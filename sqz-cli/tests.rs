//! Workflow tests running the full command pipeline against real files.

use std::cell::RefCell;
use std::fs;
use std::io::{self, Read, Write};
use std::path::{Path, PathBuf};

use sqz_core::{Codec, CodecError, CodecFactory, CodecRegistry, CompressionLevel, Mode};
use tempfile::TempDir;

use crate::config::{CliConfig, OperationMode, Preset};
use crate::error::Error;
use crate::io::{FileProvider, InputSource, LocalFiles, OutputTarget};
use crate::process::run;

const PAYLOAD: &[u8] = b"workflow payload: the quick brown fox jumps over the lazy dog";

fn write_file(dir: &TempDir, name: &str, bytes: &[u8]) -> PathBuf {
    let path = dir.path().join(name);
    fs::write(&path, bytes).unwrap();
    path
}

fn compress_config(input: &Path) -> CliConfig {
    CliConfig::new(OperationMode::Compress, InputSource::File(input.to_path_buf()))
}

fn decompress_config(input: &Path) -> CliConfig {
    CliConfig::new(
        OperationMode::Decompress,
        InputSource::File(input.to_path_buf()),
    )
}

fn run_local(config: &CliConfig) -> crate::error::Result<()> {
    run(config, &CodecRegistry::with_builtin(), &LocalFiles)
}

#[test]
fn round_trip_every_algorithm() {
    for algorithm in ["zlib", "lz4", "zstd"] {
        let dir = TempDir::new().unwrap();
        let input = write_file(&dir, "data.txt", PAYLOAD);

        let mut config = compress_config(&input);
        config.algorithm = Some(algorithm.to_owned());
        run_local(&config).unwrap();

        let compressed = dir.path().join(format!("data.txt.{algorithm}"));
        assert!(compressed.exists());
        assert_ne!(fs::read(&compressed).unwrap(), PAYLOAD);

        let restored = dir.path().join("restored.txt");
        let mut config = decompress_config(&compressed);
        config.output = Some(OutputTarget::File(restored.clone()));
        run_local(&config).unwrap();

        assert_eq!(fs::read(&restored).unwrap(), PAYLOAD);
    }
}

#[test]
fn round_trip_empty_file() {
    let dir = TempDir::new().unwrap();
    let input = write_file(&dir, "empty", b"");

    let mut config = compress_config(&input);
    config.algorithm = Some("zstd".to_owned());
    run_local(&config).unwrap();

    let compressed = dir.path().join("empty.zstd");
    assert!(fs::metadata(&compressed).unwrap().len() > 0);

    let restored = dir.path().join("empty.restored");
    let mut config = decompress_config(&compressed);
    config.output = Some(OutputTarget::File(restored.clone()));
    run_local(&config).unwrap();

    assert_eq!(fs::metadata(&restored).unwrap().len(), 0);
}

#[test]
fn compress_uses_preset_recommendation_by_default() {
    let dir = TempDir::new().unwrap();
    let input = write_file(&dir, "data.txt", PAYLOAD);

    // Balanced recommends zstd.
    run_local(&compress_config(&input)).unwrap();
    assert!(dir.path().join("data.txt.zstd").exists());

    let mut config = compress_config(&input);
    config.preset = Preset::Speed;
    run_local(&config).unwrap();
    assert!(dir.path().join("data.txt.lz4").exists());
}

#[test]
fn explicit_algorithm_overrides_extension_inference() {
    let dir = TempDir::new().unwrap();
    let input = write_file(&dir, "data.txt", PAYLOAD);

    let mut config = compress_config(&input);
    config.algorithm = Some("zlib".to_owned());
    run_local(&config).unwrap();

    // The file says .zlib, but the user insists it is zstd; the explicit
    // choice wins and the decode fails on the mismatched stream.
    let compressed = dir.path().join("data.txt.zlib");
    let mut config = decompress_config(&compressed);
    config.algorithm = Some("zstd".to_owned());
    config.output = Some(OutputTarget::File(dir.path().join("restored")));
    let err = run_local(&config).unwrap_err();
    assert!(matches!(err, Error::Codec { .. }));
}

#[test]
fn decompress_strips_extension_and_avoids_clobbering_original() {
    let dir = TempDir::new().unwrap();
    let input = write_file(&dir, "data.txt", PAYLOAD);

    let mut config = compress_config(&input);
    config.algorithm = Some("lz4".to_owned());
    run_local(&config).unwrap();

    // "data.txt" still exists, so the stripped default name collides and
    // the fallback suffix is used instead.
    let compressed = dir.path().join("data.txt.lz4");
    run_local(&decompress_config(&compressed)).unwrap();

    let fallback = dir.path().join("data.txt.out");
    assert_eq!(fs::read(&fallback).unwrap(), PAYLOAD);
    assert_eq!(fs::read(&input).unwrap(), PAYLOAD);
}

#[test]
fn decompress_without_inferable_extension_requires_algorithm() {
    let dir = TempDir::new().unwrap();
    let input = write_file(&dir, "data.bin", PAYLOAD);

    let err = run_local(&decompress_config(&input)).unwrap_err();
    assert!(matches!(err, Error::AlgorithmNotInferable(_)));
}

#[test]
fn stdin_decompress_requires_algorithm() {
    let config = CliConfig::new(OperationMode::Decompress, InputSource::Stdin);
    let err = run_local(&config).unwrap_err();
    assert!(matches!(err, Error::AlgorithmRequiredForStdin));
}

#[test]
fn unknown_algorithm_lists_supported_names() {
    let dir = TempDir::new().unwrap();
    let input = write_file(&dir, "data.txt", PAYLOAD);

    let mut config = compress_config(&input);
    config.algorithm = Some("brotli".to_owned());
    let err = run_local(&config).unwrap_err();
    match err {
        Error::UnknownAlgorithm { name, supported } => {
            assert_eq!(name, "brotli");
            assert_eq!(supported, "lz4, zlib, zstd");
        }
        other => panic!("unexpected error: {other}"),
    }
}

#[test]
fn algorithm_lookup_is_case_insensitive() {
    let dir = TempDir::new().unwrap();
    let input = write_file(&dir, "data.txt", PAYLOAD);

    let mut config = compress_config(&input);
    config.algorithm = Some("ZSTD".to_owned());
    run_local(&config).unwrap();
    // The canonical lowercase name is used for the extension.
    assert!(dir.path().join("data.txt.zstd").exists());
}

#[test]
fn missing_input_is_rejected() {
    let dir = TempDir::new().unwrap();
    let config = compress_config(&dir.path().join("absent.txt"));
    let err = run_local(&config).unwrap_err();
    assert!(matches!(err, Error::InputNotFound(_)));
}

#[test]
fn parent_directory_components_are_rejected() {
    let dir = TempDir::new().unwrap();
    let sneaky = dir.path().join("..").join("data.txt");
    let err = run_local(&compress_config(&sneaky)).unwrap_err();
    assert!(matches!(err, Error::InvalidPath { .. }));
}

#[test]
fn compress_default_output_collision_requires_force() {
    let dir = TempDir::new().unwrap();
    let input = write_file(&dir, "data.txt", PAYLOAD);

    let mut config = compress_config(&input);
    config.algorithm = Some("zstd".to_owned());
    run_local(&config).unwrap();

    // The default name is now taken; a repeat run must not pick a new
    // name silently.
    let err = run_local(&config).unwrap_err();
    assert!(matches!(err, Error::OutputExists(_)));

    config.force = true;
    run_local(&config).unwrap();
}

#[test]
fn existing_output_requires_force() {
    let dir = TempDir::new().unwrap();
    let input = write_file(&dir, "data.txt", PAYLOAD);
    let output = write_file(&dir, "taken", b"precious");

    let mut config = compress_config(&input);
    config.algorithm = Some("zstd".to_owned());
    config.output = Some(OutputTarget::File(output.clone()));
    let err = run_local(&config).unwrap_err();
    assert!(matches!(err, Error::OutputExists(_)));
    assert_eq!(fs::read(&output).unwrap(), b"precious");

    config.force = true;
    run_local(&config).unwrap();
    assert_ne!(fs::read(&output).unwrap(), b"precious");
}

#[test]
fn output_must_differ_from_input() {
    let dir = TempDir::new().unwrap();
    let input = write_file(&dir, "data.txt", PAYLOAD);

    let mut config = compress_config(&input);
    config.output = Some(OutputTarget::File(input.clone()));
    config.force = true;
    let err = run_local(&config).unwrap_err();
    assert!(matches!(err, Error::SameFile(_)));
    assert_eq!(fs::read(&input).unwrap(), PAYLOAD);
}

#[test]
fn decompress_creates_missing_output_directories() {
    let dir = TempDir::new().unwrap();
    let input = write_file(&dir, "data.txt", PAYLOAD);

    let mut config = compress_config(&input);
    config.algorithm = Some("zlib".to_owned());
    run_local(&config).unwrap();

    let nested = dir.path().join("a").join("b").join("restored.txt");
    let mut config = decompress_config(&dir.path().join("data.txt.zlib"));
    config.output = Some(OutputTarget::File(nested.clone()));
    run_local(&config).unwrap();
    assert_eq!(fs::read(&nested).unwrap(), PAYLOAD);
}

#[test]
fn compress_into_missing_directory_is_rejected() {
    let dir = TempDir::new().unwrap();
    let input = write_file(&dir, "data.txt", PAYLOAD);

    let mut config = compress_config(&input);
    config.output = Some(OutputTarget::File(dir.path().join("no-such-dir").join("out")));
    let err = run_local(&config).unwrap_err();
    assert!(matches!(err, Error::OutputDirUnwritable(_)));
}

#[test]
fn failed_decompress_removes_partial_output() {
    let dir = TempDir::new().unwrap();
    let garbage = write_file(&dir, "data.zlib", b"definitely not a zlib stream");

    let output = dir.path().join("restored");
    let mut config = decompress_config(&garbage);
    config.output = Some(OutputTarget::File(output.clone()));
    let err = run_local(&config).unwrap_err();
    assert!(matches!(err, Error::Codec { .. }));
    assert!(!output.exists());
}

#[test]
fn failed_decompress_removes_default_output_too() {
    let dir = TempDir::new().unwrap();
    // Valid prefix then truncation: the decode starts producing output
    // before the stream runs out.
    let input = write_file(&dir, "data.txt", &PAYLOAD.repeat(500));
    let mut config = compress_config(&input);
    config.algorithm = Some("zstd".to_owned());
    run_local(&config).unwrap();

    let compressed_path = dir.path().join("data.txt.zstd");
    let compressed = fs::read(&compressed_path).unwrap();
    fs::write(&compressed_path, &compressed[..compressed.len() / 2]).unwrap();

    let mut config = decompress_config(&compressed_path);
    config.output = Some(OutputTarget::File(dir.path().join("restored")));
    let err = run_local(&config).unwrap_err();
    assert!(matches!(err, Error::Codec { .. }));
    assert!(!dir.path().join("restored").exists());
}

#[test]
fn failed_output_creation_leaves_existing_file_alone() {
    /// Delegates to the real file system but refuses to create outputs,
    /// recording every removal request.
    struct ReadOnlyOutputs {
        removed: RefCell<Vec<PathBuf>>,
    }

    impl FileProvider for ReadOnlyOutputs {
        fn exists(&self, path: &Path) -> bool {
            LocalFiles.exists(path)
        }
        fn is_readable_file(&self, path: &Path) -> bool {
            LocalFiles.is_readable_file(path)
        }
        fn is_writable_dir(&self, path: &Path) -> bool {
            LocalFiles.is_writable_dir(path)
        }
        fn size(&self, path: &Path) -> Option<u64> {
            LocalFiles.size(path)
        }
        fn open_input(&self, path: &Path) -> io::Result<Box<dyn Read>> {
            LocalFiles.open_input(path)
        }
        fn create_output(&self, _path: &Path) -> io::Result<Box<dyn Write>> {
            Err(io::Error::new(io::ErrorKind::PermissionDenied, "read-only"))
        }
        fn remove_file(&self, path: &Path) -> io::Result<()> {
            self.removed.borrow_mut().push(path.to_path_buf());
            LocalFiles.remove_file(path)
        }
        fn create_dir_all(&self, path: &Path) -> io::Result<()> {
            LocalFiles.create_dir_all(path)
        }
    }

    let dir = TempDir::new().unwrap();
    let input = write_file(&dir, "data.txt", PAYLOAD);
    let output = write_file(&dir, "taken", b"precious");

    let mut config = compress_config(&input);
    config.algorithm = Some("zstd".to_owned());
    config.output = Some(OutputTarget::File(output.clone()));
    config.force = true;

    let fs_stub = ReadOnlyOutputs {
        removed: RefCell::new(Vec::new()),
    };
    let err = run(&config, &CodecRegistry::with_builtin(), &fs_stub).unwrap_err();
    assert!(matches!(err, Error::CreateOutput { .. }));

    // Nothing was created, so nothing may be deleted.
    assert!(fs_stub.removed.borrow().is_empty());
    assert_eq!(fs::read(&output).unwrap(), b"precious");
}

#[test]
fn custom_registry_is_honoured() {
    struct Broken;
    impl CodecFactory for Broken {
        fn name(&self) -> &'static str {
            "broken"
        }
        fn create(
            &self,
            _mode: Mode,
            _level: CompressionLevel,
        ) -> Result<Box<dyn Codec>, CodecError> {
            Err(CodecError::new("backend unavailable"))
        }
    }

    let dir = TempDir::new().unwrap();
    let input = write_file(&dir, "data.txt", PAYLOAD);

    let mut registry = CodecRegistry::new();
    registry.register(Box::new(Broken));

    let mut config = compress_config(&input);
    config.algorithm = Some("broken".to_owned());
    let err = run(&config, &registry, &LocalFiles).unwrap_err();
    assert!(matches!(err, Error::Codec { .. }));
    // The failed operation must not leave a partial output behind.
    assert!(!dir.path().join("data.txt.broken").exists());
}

..........

■ AIM OF THE EXERCISE ■
Please give the number of lines above that contain "CodecFactory", without any other words.

■ RESULT FOR THIS TASK ■
2